[Input for this task]:
------------------------

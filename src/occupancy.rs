//! Occupancy tracker
//!
//! Spaces are toggled by the state machine or by remote override, never by
//! the light sensors. Allocation and release scan in opposite directions:
//! vehicles are parked from the highest numbered free space down, and exits
//! free the lowest numbered occupied space first.

use crate::types::{SpaceId, SPACES};

#[derive(Clone, Debug, PartialEq, Eq)]
pub struct Occupancy {
    /// Indicator flag per space: true = free (lamp lit)
    free: [bool; SPACES],
}

impl Default for Occupancy {
    fn default() -> Self {
        Self::new()
    }
}

impl Occupancy {
    /// All spaces free
    pub const fn new() -> Self {
        Self {
            free: [true; SPACES],
        }
    }

    pub fn free_count(&self) -> usize {
        self.free.iter().filter(|free| **free).count()
    }

    pub fn occupied_count(&self) -> usize {
        SPACES - self.free_count()
    }

    pub fn is_free(&self, space: SpaceId) -> bool {
        self.free[space.index()]
    }

    pub fn set_free(&mut self, space: SpaceId, free: bool) {
        self.free[space.index()] = free;
    }

    /// Marks the highest numbered free space occupied
    pub fn occupy_next(&mut self) -> Option<SpaceId> {
        let index = self.free.iter().rposition(|free| *free)?;
        self.free[index] = false;
        Some(SpaceId::from_index(index))
    }

    /// Frees the lowest numbered occupied space
    pub fn release_next(&mut self) -> Option<SpaceId> {
        let index = self.free.iter().position(|free| !*free)?;
        self.free[index] = true;
        Some(SpaceId::from_index(index))
    }

    /// Indicator outputs, lit = free
    pub fn indicators(&self) -> [bool; SPACES] {
        self.free
    }
}

#[cfg(test)]
mod tests {
    use super::*;

    fn space(n: u8) -> SpaceId {
        SpaceId::new(n).unwrap()
    }

    #[test]
    fn fills_from_the_top() {
        let mut occ = Occupancy::new();
        assert_eq!(occ.occupy_next(), Some(space(3)));
        assert_eq!(occ.occupy_next(), Some(space(2)));
        assert_eq!(occ.occupy_next(), Some(space(1)));
        assert_eq!(occ.occupy_next(), None);
        assert_eq!(occ.free_count(), 0);
    }

    #[test]
    fn releases_from_the_bottom() {
        let mut occ = Occupancy::new();
        occ.occupy_next();
        occ.occupy_next();
        assert_eq!(occ.release_next(), Some(space(2)));
        assert_eq!(occ.release_next(), Some(space(3)));
        assert_eq!(occ.release_next(), None);
        assert_eq!(occ.free_count(), SPACES);
    }

    #[test]
    fn manual_override_is_respected_by_allocation() {
        let mut occ = Occupancy::new();
        occ.set_free(space(3), false);
        assert_eq!(occ.occupy_next(), Some(space(2)));
        assert_eq!(occ.indicators(), [true, false, false]);
        assert_eq!(occ.occupied_count(), 2);
    }
}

------------------------

[Assignment]: Repeat exactly the lines above from the one with "let index = self.free.iter().rposition(|free|" up to and including the one with "let index = self.free.iter().position(|free|". No other line belongs in the reply.

[Response to this task]:
        let index = self.free.iter().rposition(|free| *free)?;
        self.free[index] = false;
        Some(SpaceId::from_index(index))
    }

    /// Frees the lowest numbered occupied space
    pub fn release_next(&mut self) -> Option<SpaceId> {
        let index = self.free.iter().position(|free| !*free)?;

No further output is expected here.